Ein Foto von Orville Wrights Fluggerät als Ansichtskarte. Foto: Imago/Arkivi
Ein Foto von Orville Wrights Fluggerät als Ansichtskarte. Foto: Imago/Arkivi

Man wollte in Berlin nicht am Boden bleiben. Schon in den 1880er-Jahren wurde mit Ballons experimentiert, im 20. Jahrhundert war das Tempelhofer Feld für die Fortschritte in der Luft unverzichtbar. Hier landeten sogar Luftschiffe, besonders im Gedächtnis blieben aber die Shows des Luftfahrtpioniers Orville Wright: 1909 vollführte er mit seinem eigenwilligen Fluggerät Kunststücke über dem Tempelhofer Feld und erreichte sogar einen Höhenrekord. Das Berliner Publikum war begeistert, der Kaiser hingegen, der ja auch dem Automobil keine Zukunft vorausgesagt hatte, lästerte über die „närrische Akrobaten-Kunststücke“. Orville Wright zog es später an den Nollendorfplatz, wo er ein kurzlebiges Flugzeugunternehmen aufbaute. Auf die Berliner Luftfahrtgeschichte blicken wir hier zurück.


Tempelhofer Feld in Fotos: Warten auf den Flieger, 1930er-Jahre

Mondän entspannen, während die Flieger auf dem Tempelhofer Feld warten. Foto: Bundesarchiv, Bild 102-09525/Wikimedia Commons/CC-BY-SA 3.0
Mondän entspannen, während die Flieger auf dem Tempelhofer Feld warten. Foto: Bundesarchiv, Bild 102-09525/Wikimedia Commons/CC-BY-SA 3.0

Aus den Flugversuchen auf dem Tempelhofer Feld wurde in den 1920er-Jahren regelmäßiger Luftverkehr. 1923 entstand eine erste Flughafenhalle, die kontinuierlich erweitert wurde. Der Flughafen wuchs um ein Restaurant, eine Besucherterrasse und ein Hotel, Tempelhof war vor Amsterdam, London und Paris der geschäftigste Flughafen Europas.

Das Foto aus dem Bundesarchiv zeigt den mondänen Zugang zur zivilen Luftfahrt: Passagiere fläzen sich auf Korbsesseln, warten im Freien, ganz nah bei den Fliegern, auf die Abfertigung der Maschinen. An die endlosen Warteschlangen und Sicherheitsprozeduren wie an heutigen Flughäfen war noch nicht zu denken. Man blickte bei einer Tasse Kaffee ganz entspannt auf Fotos in Illustrierten – oder eben auf die Rollbahnen auf dem Tempelhofer Feld.

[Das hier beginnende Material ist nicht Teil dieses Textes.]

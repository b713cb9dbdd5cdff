//! Numeric primitives shared by the STEM analysis crates.
//!
//! Contains the pieces that carry no microscopy semantics of their own:
//! summary statistics, the exact-area resampler, a small least-squares
//! solver for 2-column regressions and a scalar minimizer.

pub mod lstsq;
pub mod minimize;
pub mod resample;
pub mod stats_scan;

pub use lstsq::{lstsq_2col, LstsqError};
pub use minimize::{minimize_scalar, MinimizeError, MinimizeResult};
pub use resample::{resize_1d, resize_2d, ResampleError};
pub use stats_scan::{median, StatsError, StatsScan};
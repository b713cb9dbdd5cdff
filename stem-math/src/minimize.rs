//! Local scalar minimization.
//!
//! A downhill bracket search from a starting guess followed by Brent's
//! method (golden section with parabolic interpolation). Derivative-free,
//! so it copes with objectives that are only piecewise smooth, such as
//! interpolated image sums.

use thiserror::Error;

/// Golden ratio used to grow the bracket
const GOLD: f64 = 1.618_033_988_749_895;
/// Golden-section fraction `(3 - √5) / 2`
const CGOLD: f64 = 0.381_966_011_250_105;
/// Guards the tolerance when the minimum sits at zero
const ZEPS: f64 = 1e-12;
const MAX_BRACKET_STEPS: usize = 60;

/// Errors that can occur during minimization
#[derive(Error, Debug, Clone, PartialEq)]
pub enum MinimizeError {
    #[error("Objective returned a non-finite value at x = {0}")]
    NonFinite(f64),
    #[error("No bracketing interval found within {0} expansion steps")]
    NoBracket(usize),
    #[error("Invalid argument: {0}")]
    ArgumentError(String),
}

/// Outcome of a scalar minimization
#[derive(Debug, Clone, Copy, PartialEq)]
pub struct MinimizeResult {
    /// Location of the minimum
    pub x: f64,
    /// Objective value at `x`
    pub fun: f64,
    /// Number of Brent iterations performed
    pub iterations: usize,
}

fn evaluate<F: FnMut(f64) -> f64>(f: &mut F, x: f64) -> Result<f64, MinimizeError> {
    let value = f(x);
    if value.is_finite() {
        Ok(value)
    } else {
        Err(MinimizeError::NonFinite(x))
    }
}

/// Expand downhill from `(a, b)` until `f(b)` is below both neighbours.
fn bracket<F: FnMut(f64) -> f64>(
    f: &mut F,
    mut a: f64,
    mut b: f64,
) -> Result<(f64, f64, f64), MinimizeError> {
    let mut fa = evaluate(f, a)?;
    let mut fb = evaluate(f, b)?;
    if fb > fa {
        std::mem::swap(&mut a, &mut b);
        std::mem::swap(&mut fa, &mut fb);
    }

    let mut c = b + GOLD * (b - a);
    let mut fc = evaluate(f, c)?;
    let mut steps = 0;
    while fc < fb {
        if steps == MAX_BRACKET_STEPS {
            return Err(MinimizeError::NoBracket(MAX_BRACKET_STEPS));
        }
        a = b;
        b = c;
        fb = fc;
        c = b + GOLD * (b - a);
        fc = evaluate(f, c)?;
        steps += 1;
    }

    if fb >= fa && fb >= fc {
        // Flat objective: every probe returned the same value
        return Err(MinimizeError::NoBracket(steps));
    }

    Ok((a, b, c))
}

/// Minimize a scalar function starting from `x0`.
///
/// # Arguments
/// * `f` - Objective to minimize
/// * `x0` - Starting guess
/// * `step` - Initial probe distance for bracketing (non-zero)
/// * `tol` - Relative tolerance on `x`
/// * `max_iterations` - Cap on Brent iterations
///
/// # Errors
/// * `MinimizeError::ArgumentError` - `step` is zero or `tol` not positive
/// * `MinimizeError::NonFinite` - the objective returned NaN or infinity
/// * `MinimizeError::NoBracket` - no downhill direction was found
pub fn minimize_scalar<F>(
    mut f: F,
    x0: f64,
    step: f64,
    tol: f64,
    max_iterations: usize,
) -> Result<MinimizeResult, MinimizeError>
where
    F: FnMut(f64) -> f64,
{
    if step == 0.0 || !step.is_finite() {
        return Err(MinimizeError::ArgumentError(format!(
            "step must be finite and non-zero, got {step}"
        )));
    }
    if tol <= 0.0 {
        return Err(MinimizeError::ArgumentError(format!(
            "tol must be positive, got {tol}"
        )));
    }

    let (ax, bx, cx) = bracket(&mut f, x0, x0 + step)?;
    let (mut a, mut b) = if ax < cx { (ax, cx) } else { (cx, ax) };

    let mut x = bx;
    let mut w = bx;
    let mut v = bx;
    let mut fx = evaluate(&mut f, x)?;
    let mut fw = fx;
    let mut fv = fx;
    let mut d: f64 = 0.0;
    let mut e: f64 = 0.0;

    for iteration in 0..max_iterations {
        let xm = 0.5 * (a + b);
        let tol1 = tol * x.abs() + ZEPS;
        let tol2 = 2.0 * tol1;

        if (x - xm).abs() <= tol2 - 0.5 * (b - a) {
            return Ok(MinimizeResult {
                x,
                fun: fx,
                iterations: iteration,
            });
        }

        if e.abs() > tol1 {
            // Try a parabolic step through x, v, w
            let r = (x - w) * (fx - fv);
            let mut q = (x - v) * (fx - fw);
            let mut p = (x - v) * q - (x - w) * r;
            q = 2.0 * (q - r);
            if q > 0.0 {
                p = -p;
            }
            q = q.abs();
            let e_prev = e;
            e = d;

            if p.abs() >= (0.5 * q * e_prev).abs() || p <= q * (a - x) || p >= q * (b - x) {
                e = if x >= xm { a - x } else { b - x };
                d = CGOLD * e;
            } else {
                d = p / q;
                let u = x + d;
                if u - a < tol2 || b - u < tol2 {
                    d = tol1.copysign(xm - x);
                }
            }
        } else {
            e = if x >= xm { a - x } else { b - x };
            d = CGOLD * e;
        }

        let u = if d.abs() >= tol1 {
            x + d
        } else {
            x + tol1.copysign(d)
        };
        let fu = evaluate(&mut f, u)?;

        if fu <= fx {
            if u >= x {
                a = x;
            } else {
                b = x;
            }
            v = w;
            fv = fw;
            w = x;
            fw = fx;
            x = u;
            fx = fu;
        } else {
            if u < x {
                a = u;
            } else {
                b = u;
            }
            if fu <= fw || w == x {
                v = w;
                fv = fw;
                w = u;
                fw = fu;
            } else if fu <= fv || v == x || v == w {
                v = u;
                fv = fu;
            }
        }
    }

    log::debug!("minimize_scalar hit the iteration cap at x = {x}");
    Ok(MinimizeResult {
        x,
        fun: fx,
        iterations: max_iterations,
    })
}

Fotos von oben: Landeanflug aufs Tempelhofer Feld

Landeanflug auf den Zentralflughafen, circa 1958. Fotos wie dieses konnte man vom Tempelhofer Feld bis 2008 machen. Foto: Imago/Gerhard Leber
Landeanflug auf den Zentralflughafen, circa 1958. Fotos wie dieses konnte man vom Tempelhofer Feld bis 2008 machen. Foto: Imago/Gerhard Leber

1936 begann der Bau am monumentalen Flughafengebäude, eine der architektonischen Spuren der NS-Zeit. Anfangs war die Nutzung der Luftwaffe vorbehalten, nach dem Zweiten Weltkrieg donnerten dann die Rosinenbomber über die Landebahnen und versorgten das blockierte West-Berlin mit Gütern. Den Blick von oben aufs Tempelhofer Feld konnte man bis 2008 genießen: Am 30. Oktober starteten und landeten offiziell die letzten Flugzeuge hier. Dieses Foto entstand beim Landeanflug auf Tempelhof etwa 1958, fünf Jahrzehnte vor der endgültigen Schließung des Zentralflughafens. Weitere historische Luftbilder von Berlin seht ihr hier.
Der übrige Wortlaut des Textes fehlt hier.